Но отбросим субъективистический софизм, и что же получится? Никто не спорит, что если назвать предметы культуры ценностями, то среди этих ценностей окажется наука, в том числе и история, но только если история как наука имеет в качестве предмета, например, нашествие вандалов, то это во всяком случае «ценность» иного порядка, чем сама наука. А потому, если философия есть наука о ценностях вообще, то, казалось бы, ее первейшая задача – не допускать «совпадения» этих ценностей, а различить их. И это различение было бы небесполезно. Риккерт сам говорит, что логика изучает науку как изображение культуры, каковая культура есть ценность, но так как и изображение культуры есть ценность, то все это попадает в один мешок субъективной философии. Почему же не сказать обратно: культура есть предмет истории, изображение культуры, также есть культура, а потому все совпадает в «истории», как и скажет любой эмпирик-позитивист. И пока не будет произведено принципиального различения между предметами, пока логика не будет логикой предмета, а не субъекта психологического или гносеологического, – каковое различение уже второстепенно здесь, – до тех пор она всегда стоит перед угрозой затемнения своих проблем даже в самой их постановке. И это субъективистическое смешение проблем для логики гораздо опаснее, чем совершенно ее незадевающее прямое ее отрицание эмпиризмом или только сужение ее задач, когда они ограничиваются только одним родом предметов, например, «вещей» (онтологизм в логике) или математических предметов (математизм).

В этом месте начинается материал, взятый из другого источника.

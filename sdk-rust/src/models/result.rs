// Copyright (c) 2024-2025 DeepGraph Inc.
// SPDX-License-Identifier: Apache-2.0
//
//! Paginated search results
//!
//! [`SearchResult`] wraps one fetched page together with the total match
//! count and the query that produced it. It is an immutable value: no
//! network access, no mutation after construction, and it never caches
//! other pages. Use [`SearchQuery::next_page`] with [`SearchResult::count`]
//! to drive a manual pagination loop.

use serde::ser::SerializeStruct;
use serde::{Serialize, Serializer};
use serde_json::{json, Value};
use std::ops::{Bound, RangeBounds};

use crate::error::{Error, Result};
use crate::models::record::Record;
use crate::models::search_query::SearchQuery;

/// Conversion of a result item into its plain JSON view.
///
/// Records yield their clean data (no `__` fields); raw JSON passes through.
pub trait ToDict {
    fn to_dict(&self) -> Value;
}

impl ToDict for Value {
    fn to_dict(&self) -> Value {
        self.clone()
    }
}

impl ToDict for crate::models::relationship::Relationship {
    fn to_dict(&self) -> Value {
        serde_json::to_value(self).unwrap_or(Value::Null)
    }
}

impl ToDict for crate::models::property::Property {
    fn to_dict(&self) -> Value {
        serde_json::to_value(self).unwrap_or(Value::Null)
    }
}

impl ToDict for String {
    fn to_dict(&self) -> Value {
        Value::String(self.clone())
    }
}

/// Pagination summary for UIs
#[derive(Debug, Clone, Copy, PartialEq, Eq, Serialize)]
pub struct PageInfo {
    pub total: u64,
    pub loaded: usize,
    pub has_more: bool,
    pub skip: u64,
    pub limit: Option<u64>,
}

/// One page of search results plus pagination metadata
#[derive(Debug, Clone, PartialEq)]
pub struct SearchResult<T> {
    data: Vec<T>,
    total: u64,
    search_query: SearchQuery,
}

/// Search result over records
pub type RecordSearchResult = SearchResult<Record>;

impl<T> SearchResult<T> {
    /// Create a result page.
    ///
    /// `total` defaults to the page length, `search_query` to an empty query.
    pub fn new(data: Vec<T>, total: Option<u64>, search_query: Option<SearchQuery>) -> Self {
        let total = total.unwrap_or(data.len() as u64);
        Self {
            data,
            total,
            search_query: search_query.unwrap_or_default(),
        }
    }

    /// An empty page for the given query
    pub fn empty(search_query: Option<SearchQuery>) -> Self {
        Self::new(Vec::new(), Some(0), search_query)
    }

    /// Decode a `{ "data": [...], "total": n }` response envelope.
    ///
    /// A missing `total` falls back to the page length; a missing `data`
    /// is an empty page.
    pub fn from_response<F>(
        response: Value,
        search_query: Option<SearchQuery>,
        mut convert: F,
    ) -> Result<Self>
    where
        F: FnMut(Value) -> Result<T>,
    {
        let mut envelope = match response {
            Value::Object(map) => map,
            other => {
                return Err(Error::InvalidOperation(format!(
                    "expected a search response object, got {}",
                    other
                )))
            }
        };

        let items = match envelope.remove("data") {
            Some(Value::Array(items)) => items,
            Some(Value::Null) | None => {
                log::warn!("Search response has no 'data' field, treating as empty page");
                Vec::new()
            }
            Some(other) => {
                return Err(Error::InvalidOperation(format!(
                    "expected 'data' to be an array, got {}",
                    other
                )))
            }
        };

        let total = envelope.get("total").and_then(Value::as_u64);
        let data = items
            .into_iter()
            .map(&mut convert)
            .collect::<Result<Vec<T>>>()?;

        Ok(Self::new(data, total, search_query))
    }

    pub fn data(&self) -> &[T] {
        &self.data
    }

    pub fn into_data(self) -> Vec<T> {
        self.data
    }

    /// Total number of matches on the server, across all pages
    pub fn total(&self) -> u64 {
        self.total
    }

    /// Query that produced this page
    pub fn search_query(&self) -> &SearchQuery {
        &self.search_query
    }

    /// Number of items on this page
    pub fn count(&self) -> usize {
        self.data.len()
    }

    pub fn len(&self) -> usize {
        self.data.len()
    }

    /// `true` iff the page holds no items
    pub fn is_empty(&self) -> bool {
        self.data.is_empty()
    }

    /// Records skipped before this page
    pub fn skip(&self) -> u64 {
        self.search_query.skip.unwrap_or(0)
    }

    pub fn limit(&self) -> Option<u64> {
        self.search_query.limit
    }

    /// Whether the server holds matches past the end of this page
    pub fn has_more(&self) -> bool {
        self.total > self.skip().saturating_add(self.count() as u64)
    }

    /// Item at `index`
    pub fn get(&self, index: usize) -> Result<&T> {
        self.data.get(index).ok_or(Error::OutOfRange {
            index,
            len: self.data.len(),
        })
    }

    pub fn first(&self) -> Option<&T> {
        self.data.first()
    }

    /// Items in `range` as a plain slice.
    ///
    /// Bounds are clamped to the page, so an out-of-range slice is empty
    /// rather than an error.
    pub fn slice<R: RangeBounds<usize>>(&self, range: R) -> &[T] {
        let len = self.data.len();
        let start = match range.start_bound() {
            Bound::Included(&s) => s,
            Bound::Excluded(&s) => s.saturating_add(1),
            Bound::Unbounded => 0,
        }
        .min(len);
        let end = match range.end_bound() {
            Bound::Included(&e) => e.saturating_add(1),
            Bound::Excluded(&e) => e,
            Bound::Unbounded => len,
        }
        .min(len);

        if start >= end {
            &[]
        } else {
            &self.data[start..end]
        }
    }

    pub fn iter(&self) -> std::slice::Iter<'_, T> {
        self.data.iter()
    }

    /// Convert every item, keeping the pagination metadata
    pub fn map<U, F: FnMut(T) -> U>(self, f: F) -> SearchResult<U> {
        SearchResult {
            data: self.data.into_iter().map(f).collect(),
            total: self.total,
            search_query: self.search_query,
        }
    }

    pub fn get_page_info(&self) -> PageInfo {
        PageInfo {
            total: self.total,
            loaded: self.count(),
            has_more: self.has_more(),
            skip: self.skip(),
            limit: self.limit(),
        }
    }
}

impl<T: ToDict> SearchResult<T> {
    /// Plain JSON view: `{ total, data, search_query }`
    pub fn to_dict(&self) -> Value {
        json!({
            "total": self.total,
            "data": self.data.iter().map(ToDict::to_dict).collect::<Vec<_>>(),
            "search_query": self.search_query.to_body(),
        })
    }
}

impl<T> Default for SearchResult<T> {
    fn default() -> Self {
        Self::new(Vec::new(), None, None)
    }
}

impl<T> std::ops::Index<usize> for SearchResult<T> {
    type Output = T;

    fn index(&self, index: usize) -> &T {
        &self.data[index]
    }
}

impl<T> IntoIterator for SearchResult<T> {
    type Item = T;
    type IntoIter = std::vec::IntoIter<T>;

    fn into_iter(self) -> Self::IntoIter {
        self.data.into_iter()
    }
}

impl<'a, T> IntoIterator for &'a SearchResult<T> {
    type Item = &'a T;
    type IntoIter = std::slice::Iter<'a, T>;

    fn into_iter(self) -> Self::IntoIter {
        self.data.iter()
    }
}

impl<T> std::fmt::Display for SearchResult<T> {
    fn fmt(&self, f: &mut std::fmt::Formatter<'_>) -> std::fmt::Result {
        write!(f, "SearchResult(count={}, total={})", self.count(), self.total)
    }
}

impl<T: Serialize> Serialize for SearchResult<T> {
    fn serialize<S: Serializer>(&self, serializer: S) -> std::result::Result<S::Ok, S::Error> {
        let mut state = serializer.serialize_struct("SearchResult", 3)?;
        state.serialize_field("total", &self.total)?;
        state.serialize_field("data", &self.data)?;
        state.serialize_field("search_query", &self.search_query)?;
        state.end()
    }
}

Мы исходим из того, – и будем этого держаться в наших исследованиях, – что основная философская наука дает логике указание на вид и бытие предмета. Действительность в некоторой своей спецификации является предметом науки истории и философии истории, один раз в его эмпиричности, другой – в его идеальности. История и философия истории, следовательно, каждая по своему, изображают этот предмет, выражают его. Выражение идет от выражаемого, т. е. от предмета. Логика узнает предмет, потому что имеет указания на него от принципов философии, но собственным предметом она делает само это выражение, его форму. Логика исторической науки есть наука о форме выражения исторической науки.

Глава первая

1

Восемнадцатый век, и в частности эпоху Просвещения, нередко характеризуют, как век «неисторический» и даже «антиисторический»45. Что следует разуметь под этой характеристикой и на чем она основывается? Значит ли это, что в XVIII веке не было. интереса к тому методу изучения общественных явлений и отношений, который мы называем историей или историческим методом? Или просто история как наука не установилась еще и не могла установиться в силу специфических особенностей научного и философского мышления XVIII века? Или, наконец, это суждение имеет в виду подчеркнуть, что к истории как науке в ту пору не было теоретического интереса, как не было также философского стремления понять и осмыслить историю как социальный процесс?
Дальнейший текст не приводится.